Villareal, who has worked in software in addition to being an artist, emphasized that the lighting system is highly efficient, using only enough power to cost about $15 per night.

The project has been in the works for two and a half years and under construction for the last six months. Private funders have raised $6 million of the total $8 million needed. The presenting organization is Illuminate the Arts, a nonprofit organization.

San Francisco Mayor Ed Lee, speaking at the press conference, emphasized an economic projection finding that the installation could result in $97 million in local economic activity. He expressed support for it as an important project for generating private support for public art. “This project has unleashed incredible generosity,” showing funders that “art is something exciting, and cool to get behind as a sponsor,” Lee said. “I think it will release even more generosity” for art in San Francisco, he added.

When the Guardian took the opportunity to ask Lee what could be done to help make San Francisco more affordable for artists in general, he responded, “I am very sensitive to that,” and said he was making an extra effort to work with the arts community, particularly those who “want to create art homes and art locations in mid-Market.” Lee added that even tech employees have expressed to him that they value living in a city where arts are thriving, so “we have to make sure there’s the right balance for that.”

Comments

Like Ron Conway.
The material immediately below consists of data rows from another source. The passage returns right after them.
//! Exact Combiner
//!
//! Stratified exact test of association. The pooled statistic is the sum of the
//! designated (top-left) cell over strata. Under the null hypothesis the strata
//! are independent hypergeometric variables, so the exact null law of the sum
//! is obtained by convolving the per-stratum laws one stratum at a time. When
//! that convolution would be too costly, a gamma law matching the exact mean
//! and variance of the sum is used instead.
use crate::alternative::Alternative;
use crate::constants::CONTINUITY_CORRECTION;
use crate::distribution::DiscreteDistribution;
use crate::errors::GasteError;
use crate::stratum::{Cell, StratumTable};
use log::{debug, warn};
use rayon::prelude::*;
use serde::{Deserialize, Serialize};
use statrs::distribution::{ContinuousCDF, Gamma};
use std::fmt;

/// How a stratified p-value was obtained.
#[derive(Debug, Clone, Copy, PartialEq, Eq, Serialize, Deserialize)]
#[serde(rename_all = "kebab-case")]
pub enum Method {
    /// Tail of the convolved exact null distribution.
    Exact,
    /// Tail of the moment-matched gamma approximation.
    GammaApprox,
}

impl fmt::Display for Method {
    fn fmt(&self, f: &mut fmt::Formatter<'_>) -> fmt::Result {
        match self {
            Method::Exact => f.write_str("exact"),
            Method::GammaApprox => f.write_str("gamma-approx"),
        }
    }
}

/// Result of the stratified exact test.
#[derive(Debug, Clone, PartialEq, Serialize, Deserialize)]
pub struct ExactResult {
    /// p-value, always within [0, 1].
    pub pvalue: f64,
    pub method: Method,
    pub alternative: Alternative,
    /// Observed pooled statistic: the sum of the designated cell over strata.
    pub statistic: u64,
    /// Cost of the exact enumeration, compared against the limit.
    pub nb_combination: u64,
}

/// Number of probability products the iterative convolution performs for
/// strata with the given support sizes: each step multiplies the running
/// support of the pooled sum by the support of the next stratum.
pub fn nb_combination(support_sizes: &[usize]) -> u64 {
    let mut running: u64 = 1;
    let mut total: u64 = 0;
    for &size in support_sizes {
        let size = size as u64;
        total = total.saturating_add(running.saturating_mul(size));
        running = running.saturating_add(size - 1);
    }
    total
}

/// Combines the conditional distributions of a set of strata.
pub struct ExactCombiner<'a> {
    strata: &'a [StratumTable],
}

impl<'a> ExactCombiner<'a> {
    pub fn new(strata: &'a [StratumTable]) -> Self {
        ExactCombiner { strata }
    }

    fn support_sizes(&self) -> Vec<usize> {
        self.strata.iter().map(|s| s.support_size()).collect()
    }

    /// Cost of the exact path, see [`nb_combination`].
    pub fn nb_combination(&self) -> u64 {
        nb_combination(&self.support_sizes())
    }

    /// Size of the Cartesian product of the strata supports, that is the
    /// number of joint tables a brute force enumeration would visit.
    pub fn cartesian_combinations(&self) -> u128 {
        self.strata
            .iter()
            .fold(1u128, |acc, s| acc.saturating_mul(s.support_size() as u128))
    }

    /// Observed pooled statistic.
    pub fn observed_statistic(&self) -> u64 {
        self.strata.iter().map(|s| s.observed()).sum()
    }

    /// Smallest and largest attainable values of the pooled statistic.
    pub fn statistic_bounds(&self) -> (u64, u64) {
        self.strata.iter().fold((0, 0), |(lo, hi), s| {
            let support = s.support(Cell::TopLeft);
            (lo + support.start(), hi + support.end())
        })
    }

    /// Exact null mean and variance of the pooled statistic.
    pub fn null_moments(&self) -> (f64, f64) {
        self.strata
            .iter()
            .fold((0.0, 0.0), |(m, v), s| (m + s.null_mean(), v + s.null_variance()))
    }

    /// Exact null distribution of the pooled statistic.
    pub fn pooled_distribution(&self) -> DiscreteDistribution {
        let distributions: Vec<DiscreteDistribution> =
            self.strata.par_iter().map(|s| s.null_distribution()).collect();
        distributions
            .iter()
            .fold(DiscreteDistribution::point_mass(0), |acc, d| acc.convolve(d))
    }

    /// p-value from the exact pooled distribution.
    pub fn exact_pvalue(&self, alternative: Alternative) -> f64 {
        self.pooled_distribution()
            .pvalue(self.observed_statistic(), alternative)
    }

    /// p-value from a gamma law with the exact mean and variance of the pooled
    /// statistic, with a continuity correction of one half.
    ///
    /// The gamma law is anchored at whichever attainable bound lies closer to the
    /// mean, so that its skew points towards the longer side of the support.
    ///
    /// The fallback targets large enumeration spaces: once strata hold a few tens
    /// of observations the gap to the exact p-value stays within about 0.02. On
    /// a handful of small strata it can be much coarser.
    pub fn gamma_pvalue(&self, alternative: Alternative) -> Result<f64, GasteError> {
        let (mean, variance) = self.null_moments();
        let (lower, upper) = self.statistic_bounds();
        let (lower, upper) = (lower as f64, upper as f64);
        let observed = self.observed_statistic() as f64;

        let (lower_tail, upper_tail) = if mean - lower <= upper - mean {
            let gamma = fitted_gamma(mean - lower, variance)?;
            (
                gamma.cdf(observed - lower + CONTINUITY_CORRECTION),
                gamma.sf(observed - lower - CONTINUITY_CORRECTION),
            )
        } else {
            // Reflected: upper - statistic is gamma distributed.
            let gamma = fitted_gamma(upper - mean, variance)?;
            (
                gamma.sf(upper - observed - CONTINUITY_CORRECTION),
                gamma.cdf(upper - observed + CONTINUITY_CORRECTION),
            )
        };
        Ok(alternative.pvalue_from_tails(lower_tail, upper_tail))
    }

    /// Run the test, enumerating exactly when `nb_combination <= limit_computation_exact`
    /// and falling back to the gamma approximation otherwise.
    pub fn test(&self, alternative: Alternative, limit_computation_exact: u64) -> Result<ExactResult, GasteError> {
        let nb_combination = self.nb_combination();
        let (pvalue, method) = if nb_combination <= limit_computation_exact {
            debug!(
                "Exact enumeration of {} strata with {} combinations.",
                self.strata.len(),
                nb_combination
            );
            (self.exact_pvalue(alternative), Method::Exact)
        } else {
            warn!(
                "Exact enumeration needs {} combinations, above the limit of {}. Using the gamma approximation.",
                nb_combination, limit_computation_exact
            );
            (self.gamma_pvalue(alternative)?, Method::GammaApprox)
        };
        Ok(ExactResult {
            pvalue,
            method,
            alternative,
            statistic: self.observed_statistic(),
            nb_combination,
        })
    }
}

/// Gamma law with the given mean and variance.
fn fitted_gamma(mean: f64, variance: f64) -> Result<Gamma, GasteError> {
    let shape = mean * mean / variance;
    let rate = mean / variance;
    Gamma::new(shape, rate).map_err(|e| {
        GasteError::InvalidParameter(
            "gamma approximation".to_string(),
            "a positive mean and variance".to_string(),
            format!("mean {} and variance {} ({})", mean, variance, e),
        )
    })
}

#[cfg(test)]
mod tests {
    use super::*;
    use rand::rngs::StdRng;
    use rand::{Rng, SeedableRng};

    fn strata(tables: &[[[u64; 2]; 2]]) -> Vec<StratumTable> {
        tables
            .iter()
            .enumerate()
            .map(|(i, t)| StratumTable::new(format!("stratum {}", i), *t).unwrap())
            .collect()
    }

    fn admission() -> Vec<StratumTable> {
        strata(&[
            [[512, 89], [313, 19]],
            [[353, 17], [207, 8]],
            [[120, 202], [205, 391]],
            [[138, 131], [279, 244]],
            [[53, 94], [138, 299]],
            [[22, 24], [351, 317]],
        ])
    }

    #[test]
    fn test_nb_combination() {
        assert_eq!(nb_combination(&[]), 0);
        assert_eq!(nb_combination(&[5]), 5);
        // 1 * 3, then a running support of 3 times 4
        assert_eq!(nb_combination(&[3, 4]), 15);
        assert_eq!(nb_combination(&[usize::MAX, usize::MAX, usize::MAX]), u64::MAX);
    }

    #[test]
    fn test_admission_sizes() {
        let s = admission();
        let combiner = ExactCombiner::new(&s);
        assert_eq!(combiner.nb_combination(), 317629);
        assert_eq!(combiner.cartesian_combinations(), 1719197241840);
        assert_eq!(combiner.observed_statistic(), 1198);
        assert_eq!(combiner.statistic_bounds(), (838, 1755));
    }

    #[test]
    fn test_admission_exact() {
        let s = admission();
        let combiner = ExactCombiner::new(&s);
        let pooled = combiner.pooled_distribution();
        assert!((pooled.total_mass() - 1.0).abs() < 1e-9);
        let less = combiner.test(Alternative::Less, 10_000_000).unwrap();
        assert_eq!(less.method, Method::Exact);
        assert!((less.pvalue - 0.11599366896021966).abs() < 1e-8);
        let greater = combiner.test(Alternative::Greater, 10_000_000).unwrap();
        assert!((greater.pvalue - 0.8990078387625202).abs() < 1e-8);
        let two_sided = combiner.test(Alternative::TwoSided, 10_000_000).unwrap();
        assert!((two_sided.pvalue - 2.0 * less.pvalue).abs() < 1e-12);
    }

    #[test]
    fn test_admission_gamma_close_to_exact() {
        let s = admission();
        let combiner = ExactCombiner::new(&s);
        for alternative in [Alternative::Less, Alternative::Greater] {
            let exact = combiner.test(alternative, u64::MAX).unwrap();
            let approx = combiner.test(alternative, 1_000).unwrap();
            assert_eq!(approx.method, Method::GammaApprox);
            assert!((exact.pvalue - approx.pvalue).abs() < 0.02);
        }
        let approx = combiner.gamma_pvalue(Alternative::Less).unwrap();
        assert!((approx - 0.1151471259092095).abs() < 1e-6);
    }

    #[test]
    fn test_gamma_within_tolerance_on_moderate_strata() {
        let mut rng = StdRng::seed_from_u64(7);
        for _ in 0..10 {
            let tables: Vec<[[u64; 2]; 2]> = (0..rng.gen_range(4..8))
                .map(|_| {
                    [
                        [rng.gen_range(5..200), rng.gen_range(5..200)],
                        [rng.gen_range(5..200), rng.gen_range(5..200)],
                    ]
                })
                .collect();
            let s = strata(&tables);
            let combiner = ExactCombiner::new(&s);
            for alternative in [Alternative::Less, Alternative::Greater] {
                let exact = combiner.exact_pvalue(alternative);
                let approx = combiner.gamma_pvalue(alternative).unwrap();
                assert!((exact - approx).abs() < 0.02, "exact {} gamma {}", exact, approx);
            }
        }
    }

    #[test]
    fn test_limit_boundary_is_inclusive() {
        let s = admission();
        let combiner = ExactCombiner::new(&s);
        let nb = combiner.nb_combination();
        assert_eq!(combiner.test(Alternative::Less, nb).unwrap().method, Method::Exact);
        assert_eq!(
            combiner.test(Alternative::Less, nb - 1).unwrap().method,
            Method::GammaApprox
        );
        let a = combiner.test(Alternative::Less, nb).unwrap();
        let b = combiner.test(Alternative::Less, 10 * nb).unwrap();
        assert_eq!(a.pvalue, b.pvalue);
    }

    #[test]
    fn test_monotone_in_observed_statistic() {
        let mut pvalues = Vec::new();
        for x in 0..=10u64 {
            let s = strata(&[[[3, 7], [9, 1]], [[6, 4], [4, 6]], [[x, 10 - x], [10 - x, x]]]);
            let p = ExactCombiner::new(&s).exact_pvalue(Alternative::Less);
            assert!((0.0..=1.0).contains(&p));
            pvalues.push(p);
        }
        assert!(pvalues.windows(2).all(|w| w[1] >= w[0] - 1e-12));
        assert!(pvalues[10] > pvalues[0]);
    }

    #[test]
    fn test_extreme_strata() {
        let s = strata(&[[[20, 0], [0, 20]], [[20, 0], [0, 20]], [[20, 0], [0, 20]]]);
        let combiner = ExactCombiner::new(&s);
        let greater = combiner.test(Alternative::Greater, u64::MAX).unwrap();
        let less = combiner.test(Alternative::Less, u64::MAX).unwrap();
        assert!(greater.pvalue < 1e-12);
        assert!((less.pvalue - 1.0).abs() < 1e-9);

        let greater = combiner.test(Alternative::Greater, 0).unwrap();
        let less = combiner.test(Alternative::Less, 0).unwrap();
        assert_eq!(greater.method, Method::GammaApprox);
        assert!(greater.pvalue < 1e-6);
        assert!((less.pvalue - 1.0).abs() < 1e-6);
    }

    #[test]
    fn test_reflected_gamma_anchor() {
        // Means sit close to the upper bound of each support.
        let s = strata(&[[[3, 0], [12, 5]], [[2, 1], [13, 4]], [[4, 0], [14, 2]]]);
        let combiner = ExactCombiner::new(&s);
        let (mean, _) = combiner.null_moments();
        let (lower, upper) = combiner.statistic_bounds();
        assert!(mean - lower as f64 > upper as f64 - mean);
        for alternative in [Alternative::Less, Alternative::Greater, Alternative::TwoSided] {
            let p = combiner.gamma_pvalue(alternative).unwrap();
            assert!((0.0..=1.0).contains(&p));
        }
    }

    #[test]
    fn test_random_strata_moments() {
        let mut rng = StdRng::seed_from_u64(0);
        for _ in 0..20 {
            let tables: Vec<[[u64; 2]; 2]> = (0..rng.gen_range(1..6))
                .map(|_| {
                    [
                        [rng.gen_range(1..30), rng.gen_range(1..30)],
                        [rng.gen_range(1..30), rng.gen_range(1..30)],
                    ]
                })
                .collect();
            let s = strata(&tables);
            let combiner = ExactCombiner::new(&s);
            let pooled = combiner.pooled_distribution();
            let (mean, variance) = combiner.null_moments();
            assert!((pooled.total_mass() - 1.0).abs() < 1e-9);
            assert!((pooled.mean() - mean).abs() < 1e-6);
            assert!((pooled.variance() - variance).abs() < 1e-6);
            let (lower, upper) = combiner.statistic_bounds();
            assert_eq!((pooled.min_value(), pooled.max_value()), (lower, upper));

            let less = combiner.exact_pvalue(Alternative::Less);
            let greater = combiner.exact_pvalue(Alternative::Greater);
            let observed = pooled.probability(combiner.observed_statistic());
            assert!((less + greater - 1.0 - observed).abs() < 1e-9);
        }
    }
}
Therefore - I hate it. Art should only serve the working class and inspire class solidarity.

Posted by Lucretia Snapples on Mar. 05, 2013 @ 9:26 pm

San Francisco doesn't need another crappy artist, unless there's money to be made by business. Art is only valuable when it's in the service of making money. And Ed Lee said this will make money. Did you not read the part about 97 million in economic activity?

I don't know how it will make money, but that's not up to me or you to decide. Ed Lee doesn't just pull numbers like that out of his ass. He must've had someone very important in the business community tell him that, in which case it must be true. Maybe it was the same people who estimated how much money SF will make from the America's Cup. In any case, I trust the guy. He got elected with a big mandate, so get with the program Lucretia.

Posted by anon on Mar. 09, 2013 @ 8:45 pm

Even more reason to love San Francisco
She glistens even more as the jewel of the north:)

Posted by Ava on Mar. 05, 2013 @ 10:34 pm

Why all-white lights? All white or all clear = corporate-looking, bland, boring and cold.

A wide spectrum of colored LEDs---and there's a lot available today in color variations for LEDs---would have been a much better choice as I've seen used around the world throughout the year for buildings and bridges. One can get much more variety, color combinations and effects with multi-color LEDs. It would be spectacular to see a gradient rainbow-effect going across one end of the bridge to the other, for example. And that's just one effect. But with all-white there's only so much one can do with that one color. Another example, I know of one skyscraper in another country where the entire outside of the building is permanently installed with beautiful colored LEDs and there's a light show every night of the year from that building in that city for anyone who sees the building even from a distance. It's beautiful.

When will the U.S. catch up?

Posted by Guest on Mar. 06, 2013 @ 2:52 am

It might be a while before I can get out there again to see it. Then, again, the Eiffel Tower was supposed to be temporary as well.

As for the critics here,,,,sheeesh,,,,find something else to complain about.

Posted by Guest on Mar. 06, 2013 @ 8:55 am

"As for the critics here,,,,sheeesh,,,,find something else to complain about."

Why didn't you find something else to complain about? Why didn't you take your own advice and complain about something else other than someone's opinion (which I'm entitled to)? sheeesh...

I believe that's called hypocrisy.

Posted by Guest on Mar. 06, 2013 @ 1:56 pm

but how does it relate to the article? Just curious.